-- TASK INSTRUCTIONS --
Your task is to extract every line from the material below exactly.

-- DATA FOR ANALYSIS --
//! Configuration for the bridge components.
//!
//! Defaults match the reference rover hardware (115200 baud UART, 50 Hz
//! control rate). Every knob can be overridden before the bridge is built.

use std::time::Duration;

use roverlink_frame::{DecoderConfig, VelocityCommand};
use roverlink_transport::LinkEndpoint;

/// Symmetric velocity limits applied to every outgoing command.
#[derive(Debug, Clone, Copy, PartialEq)]
pub struct VelocityBounds {
    pub max_linear_mps: f32,
    pub max_angular_rps: f32,
}

impl Default for VelocityBounds {
    fn default() -> Self {
        Self {
            max_linear_mps: 0.6,
            max_angular_rps: 2.0,
        }
    }
}

impl VelocityBounds {
    /// Clamp both components into `[-max, max]`.
    pub fn clamp(&self, cmd: VelocityCommand) -> VelocityCommand {
        VelocityCommand {
            linear_mps: cmd.linear_mps.clamp(-self.max_linear_mps, self.max_linear_mps),
            angular_rps: cmd.angular_rps.clamp(-self.max_angular_rps, self.max_angular_rps),
        }
    }

    /// True when both components are finite and within the limits.
    pub fn contains(&self, cmd: &VelocityCommand) -> bool {
        cmd.is_finite()
            && cmd.linear_mps.abs() <= self.max_linear_mps
            && cmd.angular_rps.abs() <= self.max_angular_rps
    }
}

/// Arbitration timing.
#[derive(Debug, Clone, Copy)]
pub struct ArbiterConfig {
    /// A teleop command older than this stops steering the rover.
    pub teleop_timeout: Duration,
    /// Same cutoff for the autonomy planner, which updates less often.
    pub autonomy_timeout: Duration,
    /// Commands outside these limits are rejected at submission.
    pub bounds: VelocityBounds,
    /// Telemetry older than this is reported as invalid in snapshots.
    pub telemetry_stale_after: Duration,
}

impl Default for ArbiterConfig {
    fn default() -> Self {
        Self {
            teleop_timeout: Duration::from_millis(500),
            autonomy_timeout: Duration::from_millis(1000),
            bounds: VelocityBounds::default(),
            telemetry_stale_after: Duration::from_millis(1000),
        }
    }
}

/// Link driver tuning.
#[derive(Debug, Clone)]
pub struct LinkConfig {
    /// Serial baud rate. Ignored by TCP endpoints.
    pub baud: u32,
    /// Delay before the first reconnect attempt after a failure.
    pub reconnect_initial: Duration,
    /// Backoff ceiling. Doubling stops here.
    pub reconnect_max: Duration,
    /// Outgoing commands are clamped into these limits before encoding.
    pub bounds: VelocityBounds,
    pub decoder: DecoderConfig,
}

impl Default for LinkConfig {
    fn default() -> Self {
        Self {
            baud: 115_200,
            reconnect_initial: Duration::from_secs(1),
            reconnect_max: Duration::from_secs(8),
            bounds: VelocityBounds::default(),
            decoder: DecoderConfig::default(),
        }
    }
}

/// Control loop timing.
#[derive(Debug, Clone, Copy)]
pub struct LoopConfig {
    /// Tick period. 20 ms gives the 50 Hz rate the firmware expects.
    pub tick_period: Duration,
    /// Maximum silence between sends while the command is unchanged.
    pub heartbeat_interval: Duration,
    /// Component deltas at or below this do not count as a change.
    pub command_epsilon: f32,
}

impl Default for LoopConfig {
    fn default() -> Self {
        Self {
            tick_period: Duration::from_millis(20),
            heartbeat_interval: Duration::from_millis(50),
            command_epsilon: 1e-4,
        }
    }
}

/// Everything needed to stand up a bridge against one endpoint.
#[derive(Debug, Clone)]
pub struct BridgeConfig {
    pub endpoint: LinkEndpoint,
    pub link: LinkConfig,
    pub arbiter: ArbiterConfig,
    pub control: LoopConfig,
}

impl BridgeConfig {
    pub fn new(endpoint: LinkEndpoint) -> Self {
        Self {
            endpoint,
            link: LinkConfig::default(),
            arbiter: ArbiterConfig::default(),
            control: LoopConfig::default(),
        }
    }

    /// Apply one limit set to both the submission check and the wire clamp.
    pub fn with_bounds(mut self, bounds: VelocityBounds) -> Self {
        self.link.bounds = bounds;
        self.arbiter.bounds = bounds;
        self
    }
}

-- WRITTEN RESPONSE --
//! Configuration for the bridge components.
//!
//! Defaults match the reference rover hardware (115200 baud UART, 50 Hz
//! control rate). Every knob can be overridden before the bridge is built.

use std::time::Duration;

use roverlink_frame::{DecoderConfig, VelocityCommand};
use roverlink_transport::LinkEndpoint;

/// Symmetric velocity limits applied to every outgoing command.
#[derive(Debug, Clone, Copy, PartialEq)]
pub struct VelocityBounds {
    pub max_linear_mps: f32,
    pub max_angular_rps: f32,
}

impl Default for VelocityBounds {
    fn default() -> Self {
        Self {
            max_linear_mps: 0.6,
            max_angular_rps: 2.0,
        }
    }
}

impl VelocityBounds {
    /// Clamp both components into `[-max, max]`.
    pub fn clamp(&self, cmd: VelocityCommand) -> VelocityCommand {
        VelocityCommand {
            linear_mps: cmd.linear_mps.clamp(-self.max_linear_mps, self.max_linear_mps),
            angular_rps: cmd.angular_rps.clamp(-self.max_angular_rps, self.max_angular_rps),
        }
    }

    /// True when both components are finite and within the limits.
    pub fn contains(&self, cmd: &VelocityCommand) -> bool {
        cmd.is_finite()
            && cmd.linear_mps.abs() <= self.max_linear_mps
            && cmd.angular_rps.abs() <= self.max_angular_rps
    }
}

/// Arbitration timing.
#[derive(Debug, Clone, Copy)]
pub struct ArbiterConfig {
    /// A teleop command older than this stops steering the rover.
    pub teleop_timeout: Duration,
    /// Same cutoff for the autonomy planner, which updates less often.
    pub autonomy_timeout: Duration,
    /// Commands outside these limits are rejected at submission.
    pub bounds: VelocityBounds,
    /// Telemetry older than this is reported as invalid in snapshots.
    pub telemetry_stale_after: Duration,
}

impl Default for ArbiterConfig {
    fn default() -> Self {
        Self {
            teleop_timeout: Duration::from_millis(500),
            autonomy_timeout: Duration::from_millis(1000),
            bounds: VelocityBounds::default(),
            telemetry_stale_after: Duration::from_millis(1000),
        }
    }
}

/// Link driver tuning.
#[derive(Debug, Clone)]
pub struct LinkConfig {
    /// Serial baud rate. Ignored by TCP endpoints.
    pub baud: u32,
    /// Delay before the first reconnect attempt after a failure.
    pub reconnect_initial: Duration,
    /// Backoff ceiling. Doubling stops here.
    pub reconnect_max: Duration,
    /// Outgoing commands are clamped into these limits before encoding.
    pub bounds: VelocityBounds,
    pub decoder: DecoderConfig,
}

impl Default for LinkConfig {
    fn default() -> Self {
        Self {
            baud: 115_200,
            reconnect_initial: Duration::from_secs(1),
            reconnect_max: Duration::from_secs(8),
            bounds: VelocityBounds::default(),
            decoder: DecoderConfig::default(),
        }
    }
}

/// Control loop timing.
#[derive(Debug, Clone, Copy)]
pub struct LoopConfig {
    /// Tick period. 20 ms gives the 50 Hz rate the firmware expects.
    pub tick_period: Duration,
    /// Maximum silence between sends while the command is unchanged.
    pub heartbeat_interval: Duration,
    /// Component deltas at or below this do not count as a change.
    pub command_epsilon: f32,
}

impl Default for LoopConfig {
    fn default() -> Self {
        Self {
            tick_period: Duration::from_millis(20),
            heartbeat_interval: Duration::from_millis(50),
            command_epsilon: 1e-4,
        }
    }
}

/// Everything needed to stand up a bridge against one endpoint.
#[derive(Debug, Clone)]
pub struct BridgeConfig {
    pub endpoint: LinkEndpoint,
    pub link: LinkConfig,
    pub arbiter: ArbiterConfig,
    pub control: LoopConfig,
}

impl BridgeConfig {
    pub fn new(endpoint: LinkEndpoint) -> Self {
        Self {
            endpoint,
            link: LinkConfig::default(),
            arbiter: ArbiterConfig::default(),
            control: LoopConfig::default(),
        }
    }

    /// Apply one limit set to both the submission check and the wire clamp.
    pub fn with_bounds(mut self, bounds: VelocityBounds) -> Self {
        self.link.bounds = bounds;
        self.arbiter.bounds = bounds;
        self
    }
}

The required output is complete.